I was hoping to get everyone's input/opinions about various methods of software version control.

I am using netbeans to develop a software application (by myself) for a company. The software is developed (and deployed to the customer) in project phases (1 project per month has been the current pace) with all implemented features working 100% at deployment, but not all features implemented (until future phases).

I have used Subversion in the past with TortoiseSVN when I worked on a team of 7, developing a software package. And, I won't say SVN is bad, but it can be a bit cumbersome at times. To me, SVN is about keeping a working, compilable project together while everyone has their hands in the jar. We used SVN very infrequently for version control and base lining the program.

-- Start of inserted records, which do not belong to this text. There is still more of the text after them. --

// SPDX-License-Identifier: Apache-2.0
// © James Ross Ω FLYING•ROBOTS <https://github.com/flyingrobots>
//! Reference matcher.
//!
//! Checks a focus node against a declared shape and reports semantic actions
//! to a [`ValidationVisitor`]. Matching is greedy: triple constraints consume
//! arcs in declaration order, `OneOf` commits to its first matching branch,
//! and recursive references are assumed to hold while they are being checked.
//!
//! Visitor events are logged while matching and delivered only after the
//! whole focus node conforms, so a failed branch never leaks bindings.
use rustc_hash::FxHashSet;
use shexmap_core::{
    subject_term, BindingCollector, Graph, NamedNode, NodeHandle, ShapeEvent, ShapeSchema, Term,
    Triple, ValidationVisitor, VisitEvent,
};
use thiserror::Error;
use tracing::{debug, trace};

use crate::model::{Node, NodeKind, Schema, Shape, TripleConstraint};

/// Validation failures.
#[derive(Debug, Error, Clone, PartialEq, Eq)]
pub enum ValidationError {
    /// The requested shape is not declared.
    #[error("shape {0} not found")]
    UnknownShape(NamedNode),
    /// The focus node does not conform.
    #[error("{focus} does not conform to {shape}: {reason}")]
    NonConformant {
        /// Focus node.
        focus: Term,
        /// Shape label.
        shape: NamedNode,
        /// First failure encountered.
        reason: String,
    },
    /// The visitor refused a tagged match.
    #[error("visitor rejected tag `{tag}` with value {value}")]
    Rejected {
        /// Tag token.
        tag: String,
        /// Rejected value.
        value: Term,
    },
}

#[derive(Debug, Clone)]
enum Event {
    Enter {
        label: Option<NamedNode>,
        focus: Term,
        depth: usize,
    },
    Exit {
        label: Option<NamedNode>,
        focus: Term,
        depth: usize,
    },
    Visit {
        tag: String,
        value: Term,
        matched: Option<Triple>,
        depth: usize,
    },
}

/// Matcher bound to one schema.
#[derive(Debug, Clone, Copy)]
pub struct Validator<'s> {
    schema: &'s Schema,
}

impl<'s> Validator<'s> {
    /// Matcher for `schema`.
    pub fn new(schema: &'s Schema) -> Self {
        Self { schema }
    }

    /// Checks `focus` against the shape `label`, reporting semantic actions
    /// of `visitor.extension()` to `visitor`.
    pub fn validate<V: ValidationVisitor>(
        &self,
        graph: &Graph,
        focus: &Term,
        label: &NamedNode,
        visitor: &mut V,
    ) -> Result<(), ValidationError> {
        let decl = self
            .schema
            .find(label)
            .ok_or_else(|| ValidationError::UnknownShape(label.clone()))?;
        let mut run = Run {
            schema: self.schema,
            graph,
            extension: visitor.extension().clone(),
            in_progress: FxHashSet::default(),
        };
        let mut log = Vec::new();
        run.shape_expr(decl, focus, Some(label), 0, &mut log)
            .map_err(|reason| ValidationError::NonConformant {
                focus: focus.clone(),
                shape: label.clone(),
                reason,
            })?;
        debug!(%focus, shape = %label, events = log.len(), "focus conforms");

        for event in &log {
            match event {
                Event::Enter {
                    label,
                    focus,
                    depth,
                } => visitor.enter(&ShapeEvent {
                    label: label.as_ref(),
                    focus,
                    depth: *depth,
                }),
                Event::Exit {
                    label,
                    focus,
                    depth,
                } => visitor.exit(&ShapeEvent {
                    label: label.as_ref(),
                    focus,
                    depth: *depth,
                }),
                Event::Visit {
                    tag,
                    value,
                    matched,
                    depth,
                } => {
                    let accepted = visitor.visit(&VisitEvent {
                        tag,
                        value,
                        matched: matched.as_ref(),
                        depth: *depth,
                    });
                    if !accepted {
                        return Err(ValidationError::Rejected {
                            tag: tag.clone(),
                            value: value.clone(),
                        });
                    }
                }
            }
        }
        visitor.close(&ShapeEvent {
            label: Some(label),
            focus,
            depth: 0,
        });
        Ok(())
    }

    /// Validates and returns the bindings tagged with `extension`.
    pub fn collect(
        &self,
        graph: &Graph,
        focus: &Term,
        label: &NamedNode,
        extension: NamedNode,
    ) -> Result<BindingCollector, ValidationError> {
        let mut collector = BindingCollector::new(extension, self.schema.prefixes().clone());
        self.validate(graph, focus, label, &mut collector)?;
        Ok(collector)
    }
}

struct Run<'s, 'g> {
    schema: &'s Schema,
    graph: &'g Graph,
    extension: NamedNode,
    in_progress: FxHashSet<(Term, NodeHandle)>,
}

impl Run<'_, '_> {
    fn shape_expr(
        &mut self,
        node: &Node,
        focus: &Term,
        label: Option<&NamedNode>,
        depth: usize,
        log: &mut Vec<Event>,
    ) -> Result<(), String> {
        match node.kind() {
            NodeKind::Shape(shape) => self.shape(node.handle(), shape, focus, label, depth, log),
            NodeKind::NodeConstraint(nc) => nc.check(focus),
            NodeKind::ShapeRef(reference) => {
                let decl = self
                    .schema
                    .find(reference)
                    .ok_or_else(|| format!("shape {reference} not found"))?;
                self.shape_expr(decl, focus, Some(reference), depth, log)
            }
            other => Err(format!("{} is not a shape expression", kind_name(other))),
        }
    }

    fn shape(
        &mut self,
        handle: NodeHandle,
        shape: &Shape,
        focus: &Term,
        label: Option<&NamedNode>,
        depth: usize,
        log: &mut Vec<Event>,
    ) -> Result<(), String> {
        let key = (focus.clone(), handle);
        if !self.in_progress.insert(key.clone()) {
            trace!(%focus, %handle, "recursive reference assumed to hold");
            return Ok(());
        }
        let result = self.shape_body(shape, focus, label, depth, log);
        self.in_progress.remove(&key);
        result
    }

    fn shape_body(
        &mut self,
        shape: &Shape,
        focus: &Term,
        label: Option<&NamedNode>,
        depth: usize,
        log: &mut Vec<Event>,
    ) -> Result<(), String> {
        log.push(Event::Enter {
            label: label.cloned(),
            focus: focus.clone(),
            depth,
        });
        let mut consumed = FxHashSet::default();
        if let Some(expr) = shape.expression.as_deref() {
            self.triple_expr(expr, focus, depth, &mut consumed, log)?;
        }
        if shape.closed {
            if let Some(extra) = self
                .graph
                .triples_with_subject(focus)
                .find(|t| !consumed.contains(*t))
            {
                return Err(format!("closed shape does not allow {extra}"));
            }
        }
        for act in &shape.sem_acts {
            if let Some(tag) = self.schema.tagged_action(act, &self.extension) {
                log.push(Event::Visit {
                    tag: tag.to_owned(),
                    value: focus.clone(),
                    matched: None,
                    depth,
                });
            }
        }
        log.push(Event::Exit {
            label: label.cloned(),
            focus: focus.clone(),
            depth,
        });
        Ok(())
    }

    fn triple_expr(
        &mut self,
        node: &Node,
        focus: &Term,
        depth: usize,
        consumed: &mut FxHashSet<Triple>,
        log: &mut Vec<Event>,
    ) -> Result<(), String> {
        match node.kind() {
            NodeKind::TripleConstraint(tc) => self.triple_constraint(tc, focus, depth, consumed, log),
            NodeKind::EachOf(items) => {
                for item in items {
                    self.triple_expr(item, focus, depth, consumed, log)?;
                }
                Ok(())
            }
            NodeKind::OneOf(items) => {
                for item in items {
                    let mut branch_consumed = consumed.clone();
                    let mut branch_log = Vec::new();
                    if self
                        .triple_expr(item, focus, depth, &mut branch_consumed, &mut branch_log)
                        .is_ok()
                    {
                        *consumed = branch_consumed;
                        log.append(&mut branch_log);
                        return Ok(());
                    }
                }
                Err(format!("no alternative matched at {focus}"))
            }
            NodeKind::SemAct(_) => Ok(()),
            other => Err(format!("{} is not a triple expression", kind_name(other))),
        }
    }

    fn triple_constraint(
        &mut self,
        tc: &TripleConstraint,
        focus: &Term,
        depth: usize,
        consumed: &mut FxHashSet<Triple>,
        log: &mut Vec<Event>,
    ) -> Result<(), String> {
        let candidates: Vec<Triple> = if tc.inverse {
            self.graph.incoming(focus, &tc.predicate).cloned().collect()
        } else {
            self.graph.outgoing(focus, &tc.predicate).cloned().collect()
        };
        let mut matched = Vec::new();
        for triple in candidates {
            if consumed.contains(&triple) {
                continue;
            }
            let value = if tc.inverse {
                subject_term(&triple.subject)
            } else {
                triple.object.clone()
            };
            let mut value_log = Vec::new();
            let ok = match tc.value.as_deref() {
                Some(expr) => self
                    .shape_expr(expr, &value, None, depth + 1, &mut value_log)
                    .is_ok(),
                None => true,
            };
            if ok {
                matched.push((triple, value, value_log));
            }
        }

        let count = matched.len();
        if count < tc.min as usize {
            return Err(format!(
                "{} matched {count} time(s), expected at least {}",
                tc.predicate, tc.min
            ));
        }
        if let Some(max) = tc.max {
            if count > max as usize {
                return Err(format!(
                    "{} matched {count} time(s), expected at most {max}",
                    tc.predicate
                ));
            }
        }

        let tags: Vec<&str> = tc
            .sem_acts
            .iter()
            .filter_map(|act| self.schema.tagged_action(act, &self.extension))
            .collect();
        for (triple, value, mut value_log) in matched {
            log.append(&mut value_log);
            for tag in &tags {
                log.push(Event::Visit {
                    tag: (*tag).to_owned(),
                    value: value.clone(),
                    matched: Some(triple.clone()),
                    depth,
                });
            }
            consumed.insert(triple);
        }
        Ok(())
    }
}

fn kind_name(kind: &NodeKind) -> &'static str {
    match kind {
        NodeKind::Shape(_) => "Shape",
        NodeKind::EachOf(_) => "EachOf",
        NodeKind::OneOf(_) => "OneOf",
        NodeKind::TripleConstraint(_) => "TripleConstraint",
        NodeKind::NodeConstraint(_) => "NodeConstraint",
        NodeKind::ShapeRef(_) => "ShapeRef",
        NodeKind::SemAct(_) => "SemAct",
    }
}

What I was thinking about doing is: Every time I have a baselined version (working, ready to deploy version), I would create a new netbeans project that is an exact duplicate of the old version. From then on out, any critical, "must be fixed immediately" bug fixes would be changed on the old version, and all future development work would take place on the new version (the idea being that the new version could be about 50% complete at a time when a bug needs a fixin). Eventually the old version will fade away, and the project can be closed (with the contents stored away for (pointless, perhaps) archiving).

Does this method I've concocted sound reasonable? Can anyone see flaws? Does anyone have a better idea?

=) I just like hearing people's opinions. Thanks.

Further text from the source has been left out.